Nathan Heard, of Boston, Mass. (Frederick A. Tennant, of Boston, Mass., on the brief), for appellant.
Marcus B. May, of Boston, Mass., for appellee..
Before BINGHAM, Circuit Judge, and ALDRICH and BROWN, District Judges.
[MAJORITY — PER CURIAM.]
PER CURIAM.
This is an appeal from the decree of the District Court dismissing a bill brought for infringement of letters patent to Pierre P. Daudelin, No. 737,714, September 1, 1903, for shuttle and shuttle-eye
We deem it unnecessary to repeat matter already dealt with to our satisfaction in the opinion of the District Court. We find in that opinion no error which was prejudicial to the appellant.
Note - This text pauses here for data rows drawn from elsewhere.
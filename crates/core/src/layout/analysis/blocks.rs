//! Line-to-block grouping.

use tracing::debug;

use crate::utils::{HasBBox, cmp_f64};

use super::super::elements::{TextBlock, TextLine};
use super::super::params::ResolvedParams;

/// A block under construction.
struct OpenBlock {
    lines: Vec<TextLine>,
    opened: usize,
}

impl OpenBlock {
    fn last(&self) -> &TextLine {
        // Blocks are created with one line and only grow.
        &self.lines[self.lines.len() - 1]
    }

    /// Bottom edge of the most recent line.
    fn bottom(&self) -> f64 {
        self.last().y1()
    }
}

/// How well a line continues a block: (overlap fraction, vertical gap).
fn continuation(params: &ResolvedParams, block: &OpenBlock, line: &TextLine) -> Option<(f64, f64)> {
    let last = block.last();
    let gap = last.bbox().vdistance(line.bbox());
    if gap > params.block_gap_threshold {
        return None;
    }

    let overlap = last.bbox().hoverlap(line.bbox());
    if overlap <= 0.0 {
        return None;
    }
    let narrower = last.width().min(line.width());
    let fraction = if narrower > 0.0 { overlap / narrower } else { 0.0 };
    if fraction < params.column_overlap_fraction {
        return None;
    }

    if let Some(tolerance) = params.left_edge_tolerance {
        if (line.x0() - last.x0()).abs() > tolerance {
            return None;
        }
    }

    Some((fraction, gap))
}

/// Groups text lines into blocks.
///
/// # Algorithm
/// - Sort lines by top edge, then left edge.
/// - A line continues an open block when the gap below the block's last line
///   is within the block gap threshold and the two overlap horizontally by at
///   least `column_overlap_fraction` of the narrower one.
/// - Several candidates: the largest overlap fraction wins, then the smallest
///   gap, then the earliest block. Side-by-side columns therefore keep
///   separate blocks open at the same time.
/// - Blocks whose last line ends more than the threshold above the current
///   line are closed.
pub fn group_lines(params: &ResolvedParams, mut lines: Vec<TextLine>) -> Vec<TextBlock> {
    if lines.is_empty() {
        return Vec::new();
    }
    lines.sort_by(|a, b| {
        cmp_f64(a.y0(), b.y0())
            .then_with(|| cmp_f64(a.x0(), b.x0()))
            .then_with(|| cmp_f64(a.baseline(), b.baseline()))
    });

    let mut open: Vec<OpenBlock> = Vec::new();
    let mut closed: Vec<OpenBlock> = Vec::new();
    let mut opened = 0usize;

    for line in lines {
        let (still_open, done): (Vec<_>, Vec<_>) = open
            .into_iter()
            .partition(|b| b.bottom() + params.block_gap_threshold >= line.y0());
        open = still_open;
        closed.extend(done);

        let best = open
            .iter()
            .enumerate()
            .filter_map(|(i, b)| continuation(params, b, &line).map(|c| (i, c, b.opened)))
            .min_by(|(_, (fa, ga), oa), (_, (fb, gb), ob)| {
                cmp_f64(*fb, *fa)
                    .then_with(|| cmp_f64(*ga, *gb))
                    .then(oa.cmp(ob))
            })
            .map(|(i, _, _)| i);

        match best {
            Some(i) => open[i].lines.push(line),
            None => {
                open.push(OpenBlock {
                    lines: vec![line],
                    opened,
                });
                opened += 1;
            }
        }
    }

    closed.extend(open);
    closed.sort_by_key(|b| b.opened);

    let blocks: Vec<TextBlock> = closed
        .into_iter()
        .filter_map(|b| TextBlock::from_lines(b.lines))
        .collect();
    debug!(blocks = blocks.len(), "grouped lines into blocks");
    blocks
}

#[cfg(test)]
mod tests {
    use super::*;
    use crate::layout::elements::Word;
    use crate::layout::params::LayoutParams;

    fn line(text: &str, x0: f64, y0: f64, x1: f64, y1: f64) -> TextLine {
        TextLine::from_words(vec![Word::from_coords(text, x0, y0, x1, y1).unwrap()]).unwrap()
    }

    fn params() -> ResolvedParams {
        LayoutParams::default().resolve(10.0).with_line_height(10.0)
    }

    fn texts(blocks: &[TextBlock]) -> Vec<String> {
        blocks.iter().map(|b| b.text()).collect()
    }

    #[test]
    fn close_lines_share_a_block() {
        let blocks = group_lines(
            &params(),
            vec![
                line("second", 0.0, 15.0, 80.0, 25.0),
                line("first", 0.0, 0.0, 100.0, 10.0),
                line("end.", 0.0, 30.0, 20.0, 40.0),
            ],
        );
        assert_eq!(texts(&blocks), vec!["first\nsecond\nend."]);
    }

    #[test]
    fn large_gap_starts_new_block() {
        let blocks = group_lines(
            &params(),
            vec![
                line("Title", 0.0, 0.0, 50.0, 10.0),
                line("Body", 0.0, 100.0, 50.0, 110.0),
            ],
        );
        assert_eq!(texts(&blocks), vec!["Title", "Body"]);
    }

    #[test]
    fn side_by_side_columns_stay_apart() {
        let mut lines = Vec::new();
        for row in 0..4 {
            let y0 = row as f64 * 15.0;
            lines.push(line(&format!("L{}", row), 0.0, y0, 50.0, y0 + 10.0));
            lines.push(line(&format!("R{}", row), 100.0, y0, 150.0, y0 + 10.0));
        }
        let blocks = group_lines(&params(), lines);
        assert_eq!(texts(&blocks), vec!["L0\nL1\nL2\nL3", "R0\nR1\nR2\nR3"]);
    }

    #[test]
    fn small_overlap_below_fraction_splits() {
        // Overlap of 10 over a narrower width of 50 is 20% < 30%.
        let blocks = group_lines(
            &params(),
            vec![
                line("a", 0.0, 0.0, 50.0, 10.0),
                line("b", 40.0, 15.0, 90.0, 25.0),
            ],
        );
        assert_eq!(blocks.len(), 2);

        let lenient = LayoutParams::default()
            .with_column_overlap_fraction(0.1)
            .resolve(10.0)
            .with_line_height(10.0);
        let blocks = group_lines(
            &lenient,
            vec![
                line("a", 0.0, 0.0, 50.0, 10.0),
                line("b", 40.0, 15.0, 90.0, 25.0),
            ],
        );
        assert_eq!(blocks.len(), 1);
    }

    #[test]
    fn left_edge_tolerance_separates_indented_lines() {
        let strict = LayoutParams::default()
            .with_left_edge_tolerance(2.0)
            .resolve(10.0)
            .with_line_height(10.0);
        let lines = vec![
            line("flush", 0.0, 0.0, 100.0, 10.0),
            line("indented", 20.0, 15.0, 100.0, 25.0),
        ];
        assert_eq!(group_lines(&strict, lines.clone()).len(), 2);
        assert_eq!(group_lines(&params(), lines).len(), 1);
    }
}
There is force in the appellee’s contention that, in view of Figs. 3 and 5 of the patent to J. R. Northrop, No. 568,207, the District Court was too liberal to the plaintiff in allowing to the patent in suit novelty in the location of a slot at the bottom or underside of the thread-delivery eye.
But this does not require discussion; for, conceding this point to the appellant for the purpose of this appeal, we are satisfied with the reasoning aud conclusion of the District Court.
The decree of the District Court is affirmed, and the appellee recovers its costs of appeal.